Since government has nothing that it does not take from someone else first, how does it "create" a job here, without destroying one over there?

Your premise that the government has nothing is a misconception and just flat out wrong. Of course I was using sarcasm to make a point, but you missed the point.

The government owned the ridge lines that the Blue Ridge Parkway was built on. It was government "owned" property. Unless you want to get silly and take it back to native American ownership, but even that can be contested since multiple tribes claimed the land in question. The government also owned the forest that were turned into National Forest and Parks. Where lands were taken for the building of dams, it can be argued that eminent domain was used and the people were paid for the real estate they had to vacate

Nobody was building a road on the ridges of the Blue Ridge Mountains.

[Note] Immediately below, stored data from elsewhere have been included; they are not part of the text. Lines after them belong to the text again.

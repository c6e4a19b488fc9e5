// agentd - LMDB State Storage
// Copyright 2026 Joseph Stone - All Rights Reserved
//
// Persists agent state to LMDB at <data-dir>/state.
// Used for: the bootstrap record and one record per running agent.

use anyhow::{Context, Result};
use chrono::{DateTime, Utc};
use heed::types::*;
use heed::{Database, Env, EnvOpenOptions};
use serde::{Deserialize, Serialize};
use std::path::{Path, PathBuf};

const BOOTSTRAP_KEY: &str = "bootstrap";
const AGENT_PREFIX: &str = "agent:";

/// Written once by `bootstrap-state`.
#[derive(Debug, Clone, PartialEq, Serialize, Deserialize)]
pub struct BootstrapRecord {
    pub instance_id: String,
    pub env_config: serde_json::Map<String, serde_json::Value>,
    pub bootstrapped_at: DateTime<Utc>,
}

/// Last known start of a machine or unit agent.
#[derive(Debug, Clone, PartialEq, Serialize, Deserialize)]
pub struct AgentRecord {
    pub tag: String,
    pub pid: u32,
    pub socket_path: PathBuf,
    pub started_at: DateTime<Utc>,
}

/// LMDB storage for agent state
pub struct AgentStore {
    env: Env,
    /// Main key-value store: string keys → JSON values
    db: Database<Str, Str>,
}

impl AgentStore {
    /// Open or create LMDB at the given path
    pub fn open(path: &Path, map_size: usize) -> Result<Self> {
        std::fs::create_dir_all(path)
            .with_context(|| format!("cannot create state dir {}", path.display()))?;

        let env = unsafe { EnvOpenOptions::new().map_size(map_size).max_dbs(2).open(path)? };

        let mut wtxn = env.write_txn()?;
        let db = env.create_database(&mut wtxn, Some("agent_state"))?;
        wtxn.commit()?;

        log::debug!("state store opened at {:?}", path);
        Ok(Self { env, db })
    }

    fn put_json<T: Serialize>(&self, key: &str, value: &T) -> Result<()> {
        let json = serde_json::to_string(value)?;
        let mut wtxn = self.env.write_txn()?;
        self.db.put(&mut wtxn, key, &json)?;
        wtxn.commit()?;
        Ok(())
    }

    fn get_json<T: for<'de> Deserialize<'de>>(&self, key: &str) -> Result<Option<T>> {
        let rtxn = self.env.read_txn()?;
        match self.db.get(&rtxn, key)? {
            Some(json) => Ok(Some(serde_json::from_str(json)?)),
            None => Ok(None),
        }
    }

    /// Record the bootstrap. Fails if one already exists.
    pub fn save_bootstrap(&self, record: &BootstrapRecord) -> Result<()> {
        let json = serde_json::to_string(record)?;
        let mut wtxn = self.env.write_txn()?;
        if self.db.get(&wtxn, BOOTSTRAP_KEY)?.is_some() {
            anyhow::bail!("state already bootstrapped");
        }
        self.db.put(&mut wtxn, BOOTSTRAP_KEY, &json)?;
        wtxn.commit()?;
        Ok(())
    }

    pub fn load_bootstrap(&self) -> Result<Option<BootstrapRecord>> {
        self.get_json(BOOTSTRAP_KEY)
    }

    pub fn save_agent(&self, record: &AgentRecord) -> Result<()> {
        self.put_json(&format!("{}{}", AGENT_PREFIX, record.tag), record)
    }

    pub fn load_agent(&self, tag: &str) -> Result<Option<AgentRecord>> {
        self.get_json(&format!("{}{}", AGENT_PREFIX, tag))
    }
}

// ============================================================================
// TESTS
// ============================================================================

#[cfg(test)]
mod tests {
    use super::*;
    use tempfile::tempdir;

    const MAP_SIZE: usize = 10 * 1024 * 1024;

    fn bootstrap_record() -> BootstrapRecord {
        let mut env_config = serde_json::Map::new();
        env_config.insert("name".into(), serde_json::json!("sample"));
        BootstrapRecord {
            instance_id: "i-0001".into(),
            env_config,
            bootstrapped_at: Utc::now(),
        }
    }

    fn agent(tag: &str) -> AgentRecord {
        AgentRecord {
            tag: tag.into(),
            pid: 4242,
            socket_path: PathBuf::from(format!("/tmp/{}/run.socket", tag)),
            started_at: Utc::now(),
        }
    }

    #[test]
    fn fresh_store_is_not_bootstrapped() -> Result<()> {
        let dir = tempdir()?;
        let store = AgentStore::open(&dir.path().join("state"), MAP_SIZE)?;
        assert!(store.load_bootstrap()?.is_none());
        assert!(store.load_agent("machine-0")?.is_none());
        Ok(())
    }

    #[test]
    fn bootstrap_persists_across_reopen() -> Result<()> {
        let dir = tempdir()?;
        let record = bootstrap_record();
        {
            let store = AgentStore::open(dir.path(), MAP_SIZE)?;
            store.save_bootstrap(&record)?;
        }
        let store = AgentStore::open(dir.path(), MAP_SIZE)?;
        assert_eq!(store.load_bootstrap()?, Some(record));
        Ok(())
    }

    #[test]
    fn second_bootstrap_fails() -> Result<()> {
        let dir = tempdir()?;
        let store = AgentStore::open(dir.path(), MAP_SIZE)?;
        store.save_bootstrap(&bootstrap_record())?;
        let err = store.save_bootstrap(&bootstrap_record()).unwrap_err();
        assert_eq!(err.to_string(), "state already bootstrapped");
        Ok(())
    }

    #[test]
    fn agents_are_keyed_by_tag() -> Result<()> {
        let dir = tempdir()?;
        let store = AgentStore::open(dir.path(), MAP_SIZE)?;
        store.save_agent(&agent("unit-wordpress-0"))?;
        store.save_agent(&agent("machine-1"))?;
        let mut again = agent("machine-1");
        again.pid = 7;
        store.save_agent(&again)?;

        assert_eq!(store.load_agent("unit-wordpress-0")?.map(|a| a.pid), Some(4242));
        assert_eq!(store.load_agent("machine-1")?.map(|a| a.pid), Some(7));
        assert!(store.load_agent("machine-2")?.is_none());
        Ok(())
    }
}
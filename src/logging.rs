// agentd - Logging Setup
// Copyright 2026 Joseph Stone - All Rights Reserved
//
// Log flags shared by every agent role, and the one place env_logger
// gets initialized. Hook tools never come through here.

use crate::cmd::Context;
use crate::flags::FlagSet;
use anyhow::Context as _;
use log::LevelFilter;
use std::fs::OpenOptions;

/// `--log-file`, `--verbose` and `--debug`.
#[derive(Debug, Clone, Default, PartialEq, Eq)]
pub struct Log {
    pub path: String,
    pub verbose: bool,
    pub debug: bool,
}

impl Log {
    pub fn add_flags<'a>(&'a mut self, flags: &mut FlagSet<'a>) {
        let Log { path, verbose, debug } = self;
        flags.string_var(path, "log-file", "", "path to write log to");
        flags.bool_var(verbose, "verbose", false, "if set, log additional messages");
        flags.bool_var(debug, "debug", false, "if set, log debugging messages");
    }

    pub fn level(&self) -> LevelFilter {
        if self.debug {
            LevelFilter::Debug
        } else if self.verbose {
            LevelFilter::Info
        } else {
            LevelFilter::Warn
        }
    }

    /// Install the global logger. RUST_LOG wins over the flags; a second
    /// call in the same process is a no-op.
    pub fn start(&self, ctx: &Context<'_>) -> anyhow::Result<()> {
        let level = self.level().as_str().to_ascii_lowercase();
        let mut builder = env_logger::Builder::from_env(env_logger::Env::default().default_filter_or(level));
        if !self.path.is_empty() {
            let path = ctx.abs_path(&self.path);
            let file = OpenOptions::new()
                .create(true)
                .append(true)
                .open(&path)
                .with_context(|| format!("cannot open log file {}", path.display()))?;
            builder.target(env_logger::Target::Pipe(Box::new(file)));
        }
        let _ = builder.try_init();
        Ok(())
    }
}

// ============================================================================
// TESTS
// ============================================================================
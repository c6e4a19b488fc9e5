// agentd - Bootstrap State
// Copyright 2026 Joseph Stone - All Rights Reserved
//
// `agentd bootstrap-state`: first write to a fresh data dir. Machine and
// unit agents refuse to start until this has run.

use crate::agent::{required, AgentConf};
use crate::cmd::{Command, Context, Info};
use crate::config::AgentConfig;
use crate::flags::FlagSet;
use crate::paths;
use crate::storage::{AgentStore, BootstrapRecord};
use anyhow::{Context as _, Result};
use base64::engine::general_purpose::STANDARD;
use base64::Engine;
use chrono::Utc;
use serde_json::{Map, Value};

#[derive(Default)]
pub struct BootstrapState {
    conf: AgentConf,
    instance_id: String,
    env_config_raw: String,
    env_config: Map<String, Value>,
}

/// base64 text holding a JSON object.
pub fn decode_env_config(raw: &str) -> Result<Map<String, Value>> {
    let bytes = STANDARD.decode(raw.trim()).context("--env-config option is not valid base64")?;
    match serde_json::from_slice(&bytes).context("--env-config option is not valid JSON")? {
        Value::Object(map) => Ok(map),
        _ => anyhow::bail!("--env-config option must hold a JSON object"),
    }
}

impl Command for BootstrapState {
    fn info(&self) -> Info {
        Info::new("bootstrap-state", "initialize agent state for a new environment", "")
    }

    fn set_flags<'a>(&'a mut self, flags: &mut FlagSet<'a>) {
        let BootstrapState {
            conf,
            instance_id,
            env_config_raw,
            ..
        } = self;
        conf.add_flags(flags);
        flags.string_var(instance_id, "instance-id", "", "instance id of this machine");
        flags.string_var(env_config_raw, "env-config", "", "initial environment configuration (base64 encoded JSON)");
    }

    fn init(&mut self, args: Vec<String>) -> Result<()> {
        if self.instance_id.is_empty() {
            return Err(required("instance-id"));
        }
        if self.env_config_raw.is_empty() {
            return Err(required("env-config"));
        }
        self.env_config = decode_env_config(&self.env_config_raw)?;
        self.conf.check_args(args)
    }

    fn run(&mut self, ctx: &mut Context<'_>) -> Result<()> {
        let data_dir = ctx.abs_path(&self.conf.data_dir);
        let config_path = paths::config_path(&data_dir);
        let config = AgentConfig::load(&config_path)?;
        let store = AgentStore::open(&paths::state_dir(&data_dir), config.state_map_size)?;
        store
            .save_bootstrap(&BootstrapRecord {
                instance_id: self.instance_id.clone(),
                env_config: std::mem::take(&mut self.env_config),
                bootstrapped_at: Utc::now(),
            })
            .with_context(|| format!("cannot bootstrap {}", data_dir.display()))?;
        if !config_path.exists() {
            config
                .save(&config_path)
                .with_context(|| format!("cannot write {}", config_path.display()))?;
        }
        log::info!("bootstrapped state for instance {}", self.instance_id);
        Ok(())
    }
}

// ============================================================================
// TESTS
// ============================================================================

It's only use was as a source for timber and hunting. It is still being used for those uses today. The Parkway did not change that. The thing that changed was that locals who lived in the worst poverty in America suddenly had jobs operating and working in restaurants, motels, shops, fuel stations, etc. Towns along the Parkway became tourist destinations. The temporary jobs of building the Parkway gave way to permanent jobs. The jobs still exist.

Roosevelt also created jobs public in forest and on public lands by creating parks. He sent crews out to build roads to publicly owned property, built structures and facilities for the use of tourist and travelers. Those developments and attractions did the same thing as the Parkway did. They created jobs in local communities. They are still providing jobs for those communities.

FDR took stuff we owned, the government owned, and turned it into sources of income and investment that you and I are continuing to collect on and profit on. Americans are still earning a living and feeding their families on stuff FDR built 80 years ago. People claim he was bad about economics, but you have to be an idiot not to realize he was a hell of a good investor.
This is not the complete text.